(Dataset entries)

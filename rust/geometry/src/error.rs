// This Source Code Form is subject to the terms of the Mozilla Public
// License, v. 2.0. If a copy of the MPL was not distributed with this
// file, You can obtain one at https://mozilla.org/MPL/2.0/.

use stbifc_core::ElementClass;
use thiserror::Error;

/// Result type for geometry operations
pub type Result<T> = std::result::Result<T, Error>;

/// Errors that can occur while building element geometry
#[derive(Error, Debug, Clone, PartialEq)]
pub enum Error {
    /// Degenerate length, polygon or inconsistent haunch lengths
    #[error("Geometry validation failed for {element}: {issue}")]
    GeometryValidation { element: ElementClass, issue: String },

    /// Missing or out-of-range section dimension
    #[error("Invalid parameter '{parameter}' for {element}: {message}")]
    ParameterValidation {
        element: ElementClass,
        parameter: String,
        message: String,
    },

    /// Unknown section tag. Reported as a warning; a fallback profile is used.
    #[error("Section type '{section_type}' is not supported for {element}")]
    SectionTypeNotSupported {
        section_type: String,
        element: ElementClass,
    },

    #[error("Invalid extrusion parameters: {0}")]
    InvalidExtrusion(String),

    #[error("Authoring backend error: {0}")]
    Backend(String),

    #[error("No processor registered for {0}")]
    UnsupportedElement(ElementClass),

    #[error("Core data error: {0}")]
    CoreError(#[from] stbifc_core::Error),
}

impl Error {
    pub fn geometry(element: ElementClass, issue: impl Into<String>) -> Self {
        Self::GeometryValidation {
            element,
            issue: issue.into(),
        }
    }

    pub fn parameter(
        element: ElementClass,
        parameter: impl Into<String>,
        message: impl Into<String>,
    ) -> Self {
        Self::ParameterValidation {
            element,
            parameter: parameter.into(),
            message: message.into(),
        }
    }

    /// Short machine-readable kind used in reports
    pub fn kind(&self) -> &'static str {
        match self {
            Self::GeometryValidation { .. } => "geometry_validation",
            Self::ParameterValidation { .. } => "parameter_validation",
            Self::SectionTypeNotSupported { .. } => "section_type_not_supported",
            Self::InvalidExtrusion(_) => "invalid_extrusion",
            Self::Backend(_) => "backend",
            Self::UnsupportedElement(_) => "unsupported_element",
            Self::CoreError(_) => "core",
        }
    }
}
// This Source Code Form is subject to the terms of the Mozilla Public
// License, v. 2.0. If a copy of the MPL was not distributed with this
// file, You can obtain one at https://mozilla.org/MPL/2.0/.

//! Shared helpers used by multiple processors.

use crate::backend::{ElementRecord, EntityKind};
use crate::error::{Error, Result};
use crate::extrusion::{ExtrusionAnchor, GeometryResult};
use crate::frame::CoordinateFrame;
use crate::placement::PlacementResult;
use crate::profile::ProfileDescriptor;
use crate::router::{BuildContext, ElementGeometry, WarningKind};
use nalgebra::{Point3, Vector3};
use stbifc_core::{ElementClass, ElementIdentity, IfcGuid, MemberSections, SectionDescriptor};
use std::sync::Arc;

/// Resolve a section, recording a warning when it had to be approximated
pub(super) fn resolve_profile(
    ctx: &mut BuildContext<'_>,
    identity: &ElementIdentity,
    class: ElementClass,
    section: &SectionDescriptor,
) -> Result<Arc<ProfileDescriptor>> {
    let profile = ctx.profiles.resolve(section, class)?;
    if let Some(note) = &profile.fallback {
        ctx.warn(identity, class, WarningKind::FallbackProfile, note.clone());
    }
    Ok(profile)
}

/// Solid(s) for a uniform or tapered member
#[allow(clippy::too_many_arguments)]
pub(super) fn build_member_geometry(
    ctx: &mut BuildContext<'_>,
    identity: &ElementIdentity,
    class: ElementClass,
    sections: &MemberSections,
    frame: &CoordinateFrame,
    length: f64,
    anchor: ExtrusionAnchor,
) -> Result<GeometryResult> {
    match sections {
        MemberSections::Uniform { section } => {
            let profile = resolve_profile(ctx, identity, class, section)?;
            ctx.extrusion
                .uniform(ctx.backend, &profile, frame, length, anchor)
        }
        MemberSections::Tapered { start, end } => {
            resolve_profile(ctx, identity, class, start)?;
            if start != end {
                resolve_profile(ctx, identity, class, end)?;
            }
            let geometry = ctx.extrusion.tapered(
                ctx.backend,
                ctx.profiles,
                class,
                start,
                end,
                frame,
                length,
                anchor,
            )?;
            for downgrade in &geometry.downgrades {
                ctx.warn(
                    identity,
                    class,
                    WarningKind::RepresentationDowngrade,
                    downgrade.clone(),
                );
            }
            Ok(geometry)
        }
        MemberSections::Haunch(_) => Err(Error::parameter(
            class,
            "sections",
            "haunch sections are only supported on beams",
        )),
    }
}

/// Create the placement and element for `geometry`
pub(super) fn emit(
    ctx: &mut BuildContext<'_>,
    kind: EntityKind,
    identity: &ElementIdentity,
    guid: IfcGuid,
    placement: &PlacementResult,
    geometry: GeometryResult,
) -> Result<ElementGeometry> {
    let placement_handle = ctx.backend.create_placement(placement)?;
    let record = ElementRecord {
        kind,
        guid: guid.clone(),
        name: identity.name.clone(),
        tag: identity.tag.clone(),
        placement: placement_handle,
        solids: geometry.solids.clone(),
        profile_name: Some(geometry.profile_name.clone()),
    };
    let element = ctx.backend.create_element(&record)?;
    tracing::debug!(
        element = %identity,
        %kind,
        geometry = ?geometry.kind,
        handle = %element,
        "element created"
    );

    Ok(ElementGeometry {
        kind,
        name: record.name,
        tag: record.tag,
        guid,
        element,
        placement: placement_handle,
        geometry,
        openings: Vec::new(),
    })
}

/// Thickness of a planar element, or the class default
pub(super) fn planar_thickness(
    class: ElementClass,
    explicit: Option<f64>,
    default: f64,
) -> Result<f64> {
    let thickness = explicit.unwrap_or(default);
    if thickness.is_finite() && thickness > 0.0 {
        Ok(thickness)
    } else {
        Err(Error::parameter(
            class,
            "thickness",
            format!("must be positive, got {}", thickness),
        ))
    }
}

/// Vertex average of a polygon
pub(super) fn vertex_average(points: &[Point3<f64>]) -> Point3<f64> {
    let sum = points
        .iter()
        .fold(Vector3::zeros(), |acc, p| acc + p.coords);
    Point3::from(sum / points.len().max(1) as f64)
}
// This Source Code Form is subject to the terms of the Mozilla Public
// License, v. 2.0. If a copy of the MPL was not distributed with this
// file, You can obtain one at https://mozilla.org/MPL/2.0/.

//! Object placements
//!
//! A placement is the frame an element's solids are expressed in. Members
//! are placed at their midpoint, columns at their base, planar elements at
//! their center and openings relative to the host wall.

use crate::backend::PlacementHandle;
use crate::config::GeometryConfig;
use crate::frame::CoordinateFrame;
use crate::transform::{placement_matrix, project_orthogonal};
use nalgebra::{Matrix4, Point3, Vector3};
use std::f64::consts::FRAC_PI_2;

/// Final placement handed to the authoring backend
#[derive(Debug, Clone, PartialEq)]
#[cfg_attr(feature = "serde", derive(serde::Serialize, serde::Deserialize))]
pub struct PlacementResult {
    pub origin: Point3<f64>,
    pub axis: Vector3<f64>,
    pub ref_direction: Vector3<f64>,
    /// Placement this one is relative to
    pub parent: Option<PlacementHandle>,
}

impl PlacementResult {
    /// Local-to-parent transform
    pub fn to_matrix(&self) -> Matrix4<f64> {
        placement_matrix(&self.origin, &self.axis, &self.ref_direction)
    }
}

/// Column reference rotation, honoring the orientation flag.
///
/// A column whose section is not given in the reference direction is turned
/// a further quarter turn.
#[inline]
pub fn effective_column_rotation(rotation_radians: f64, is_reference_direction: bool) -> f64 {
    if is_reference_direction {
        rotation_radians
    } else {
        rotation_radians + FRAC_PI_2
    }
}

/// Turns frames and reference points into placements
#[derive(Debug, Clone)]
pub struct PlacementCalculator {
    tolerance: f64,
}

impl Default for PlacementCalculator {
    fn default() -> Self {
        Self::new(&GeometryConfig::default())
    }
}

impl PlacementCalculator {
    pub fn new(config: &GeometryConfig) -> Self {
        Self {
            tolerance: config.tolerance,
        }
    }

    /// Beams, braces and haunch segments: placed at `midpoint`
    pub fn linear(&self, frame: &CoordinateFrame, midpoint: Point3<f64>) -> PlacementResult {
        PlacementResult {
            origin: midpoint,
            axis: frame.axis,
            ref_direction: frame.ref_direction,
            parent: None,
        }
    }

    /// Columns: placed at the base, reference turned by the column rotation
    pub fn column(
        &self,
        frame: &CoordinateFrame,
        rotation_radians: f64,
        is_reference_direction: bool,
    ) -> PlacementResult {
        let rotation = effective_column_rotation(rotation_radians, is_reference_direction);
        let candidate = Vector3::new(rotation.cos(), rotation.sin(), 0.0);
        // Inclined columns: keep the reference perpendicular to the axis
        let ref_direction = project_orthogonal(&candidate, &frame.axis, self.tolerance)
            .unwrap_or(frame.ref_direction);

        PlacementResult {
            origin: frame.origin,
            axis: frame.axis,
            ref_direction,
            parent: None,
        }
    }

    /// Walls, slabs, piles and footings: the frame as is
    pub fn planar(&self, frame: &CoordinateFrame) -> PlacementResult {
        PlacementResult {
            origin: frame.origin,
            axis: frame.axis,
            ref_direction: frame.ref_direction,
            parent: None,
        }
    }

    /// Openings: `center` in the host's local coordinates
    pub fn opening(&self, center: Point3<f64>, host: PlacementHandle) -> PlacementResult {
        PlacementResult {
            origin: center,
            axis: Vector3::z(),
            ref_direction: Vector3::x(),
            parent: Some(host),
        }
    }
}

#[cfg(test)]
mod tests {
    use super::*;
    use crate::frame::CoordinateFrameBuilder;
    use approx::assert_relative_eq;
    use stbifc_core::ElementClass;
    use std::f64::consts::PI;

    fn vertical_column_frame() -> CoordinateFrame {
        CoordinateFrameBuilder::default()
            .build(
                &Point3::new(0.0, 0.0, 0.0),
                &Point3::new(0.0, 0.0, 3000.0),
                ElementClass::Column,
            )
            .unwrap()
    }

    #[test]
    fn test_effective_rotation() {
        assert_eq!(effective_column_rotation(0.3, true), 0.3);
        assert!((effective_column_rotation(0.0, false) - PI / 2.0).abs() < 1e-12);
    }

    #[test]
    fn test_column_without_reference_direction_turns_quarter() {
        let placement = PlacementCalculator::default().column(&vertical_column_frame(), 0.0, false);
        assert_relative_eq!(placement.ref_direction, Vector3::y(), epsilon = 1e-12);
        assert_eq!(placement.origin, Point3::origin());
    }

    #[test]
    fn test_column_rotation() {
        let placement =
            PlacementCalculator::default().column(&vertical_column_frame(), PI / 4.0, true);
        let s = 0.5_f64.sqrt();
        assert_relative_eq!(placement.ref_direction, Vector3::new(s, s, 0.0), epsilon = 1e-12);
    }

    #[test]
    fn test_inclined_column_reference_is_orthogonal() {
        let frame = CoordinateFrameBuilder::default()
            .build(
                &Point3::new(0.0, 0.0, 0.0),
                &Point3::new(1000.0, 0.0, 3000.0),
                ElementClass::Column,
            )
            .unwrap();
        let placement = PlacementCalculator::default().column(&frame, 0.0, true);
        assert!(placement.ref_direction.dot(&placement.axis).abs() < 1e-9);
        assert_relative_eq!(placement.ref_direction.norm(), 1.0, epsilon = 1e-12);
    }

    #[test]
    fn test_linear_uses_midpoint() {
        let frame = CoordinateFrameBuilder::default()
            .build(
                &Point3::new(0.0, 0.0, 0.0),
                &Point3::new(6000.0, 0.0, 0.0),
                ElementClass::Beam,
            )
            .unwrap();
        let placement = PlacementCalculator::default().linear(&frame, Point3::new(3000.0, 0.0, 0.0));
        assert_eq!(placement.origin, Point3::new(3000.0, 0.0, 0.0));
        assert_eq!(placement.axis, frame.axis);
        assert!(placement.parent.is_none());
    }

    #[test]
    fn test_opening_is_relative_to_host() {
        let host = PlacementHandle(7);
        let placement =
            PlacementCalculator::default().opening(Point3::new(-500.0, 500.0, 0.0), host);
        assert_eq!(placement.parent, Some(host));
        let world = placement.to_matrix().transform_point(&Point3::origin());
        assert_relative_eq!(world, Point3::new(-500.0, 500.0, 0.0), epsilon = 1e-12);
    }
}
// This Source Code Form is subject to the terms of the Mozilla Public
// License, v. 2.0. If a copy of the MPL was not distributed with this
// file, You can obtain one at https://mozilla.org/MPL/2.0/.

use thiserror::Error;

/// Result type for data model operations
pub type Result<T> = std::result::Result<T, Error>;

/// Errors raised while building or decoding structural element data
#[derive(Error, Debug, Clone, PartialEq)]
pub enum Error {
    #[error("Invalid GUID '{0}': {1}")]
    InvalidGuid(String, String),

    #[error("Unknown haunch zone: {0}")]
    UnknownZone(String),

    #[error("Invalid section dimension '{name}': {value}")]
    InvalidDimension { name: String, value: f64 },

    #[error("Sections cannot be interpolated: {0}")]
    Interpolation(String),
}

...

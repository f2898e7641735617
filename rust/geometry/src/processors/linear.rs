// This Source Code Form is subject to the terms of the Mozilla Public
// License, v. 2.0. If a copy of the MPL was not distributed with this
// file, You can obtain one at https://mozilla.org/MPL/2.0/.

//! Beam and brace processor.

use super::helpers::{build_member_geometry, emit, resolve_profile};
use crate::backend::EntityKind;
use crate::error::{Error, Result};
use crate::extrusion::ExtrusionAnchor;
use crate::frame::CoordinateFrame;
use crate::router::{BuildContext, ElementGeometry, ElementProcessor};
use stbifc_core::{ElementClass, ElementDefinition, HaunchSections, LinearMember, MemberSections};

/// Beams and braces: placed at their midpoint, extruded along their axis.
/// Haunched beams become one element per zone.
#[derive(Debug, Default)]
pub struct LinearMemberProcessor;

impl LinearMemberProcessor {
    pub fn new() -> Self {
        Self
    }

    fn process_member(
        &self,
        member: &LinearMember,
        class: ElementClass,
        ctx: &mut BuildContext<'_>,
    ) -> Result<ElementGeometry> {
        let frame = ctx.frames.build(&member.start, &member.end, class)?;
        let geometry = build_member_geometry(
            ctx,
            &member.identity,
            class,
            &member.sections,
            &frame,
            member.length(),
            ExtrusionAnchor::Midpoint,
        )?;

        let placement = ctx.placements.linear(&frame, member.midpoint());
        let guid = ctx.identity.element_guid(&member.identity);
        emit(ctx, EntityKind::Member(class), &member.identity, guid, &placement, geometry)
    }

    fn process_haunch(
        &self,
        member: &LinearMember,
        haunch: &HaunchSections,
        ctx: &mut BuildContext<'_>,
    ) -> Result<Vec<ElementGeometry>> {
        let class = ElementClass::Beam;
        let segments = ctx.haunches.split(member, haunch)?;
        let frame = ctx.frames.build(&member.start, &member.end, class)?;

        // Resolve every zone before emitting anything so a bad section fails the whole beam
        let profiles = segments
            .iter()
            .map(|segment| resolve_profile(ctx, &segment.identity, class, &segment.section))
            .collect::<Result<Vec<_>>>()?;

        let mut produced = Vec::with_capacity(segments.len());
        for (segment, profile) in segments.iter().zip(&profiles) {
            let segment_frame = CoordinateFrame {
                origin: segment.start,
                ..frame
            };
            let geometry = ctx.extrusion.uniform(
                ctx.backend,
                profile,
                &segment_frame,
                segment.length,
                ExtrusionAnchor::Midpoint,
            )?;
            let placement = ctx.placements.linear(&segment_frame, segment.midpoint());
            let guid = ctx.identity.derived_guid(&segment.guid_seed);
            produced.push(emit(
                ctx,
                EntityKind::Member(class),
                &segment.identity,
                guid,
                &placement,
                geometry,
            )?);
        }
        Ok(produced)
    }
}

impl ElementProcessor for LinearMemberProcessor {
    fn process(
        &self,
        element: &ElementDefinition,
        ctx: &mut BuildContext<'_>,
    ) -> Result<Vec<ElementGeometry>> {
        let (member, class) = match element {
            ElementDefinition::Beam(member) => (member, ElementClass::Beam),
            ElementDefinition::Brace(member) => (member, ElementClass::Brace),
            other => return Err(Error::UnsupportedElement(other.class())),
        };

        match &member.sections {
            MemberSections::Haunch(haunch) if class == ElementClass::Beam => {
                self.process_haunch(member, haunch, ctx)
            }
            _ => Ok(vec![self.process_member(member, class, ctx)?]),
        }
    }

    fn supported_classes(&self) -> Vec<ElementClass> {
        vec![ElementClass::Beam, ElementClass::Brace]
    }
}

About this exercise: Go through the entries and report every line with the string "braces".

Answer for this exercise:
    /// Beams, braces and haunch segments: placed at `midpoint`
/// Beams and braces: placed at their midpoint, extruded along their axis.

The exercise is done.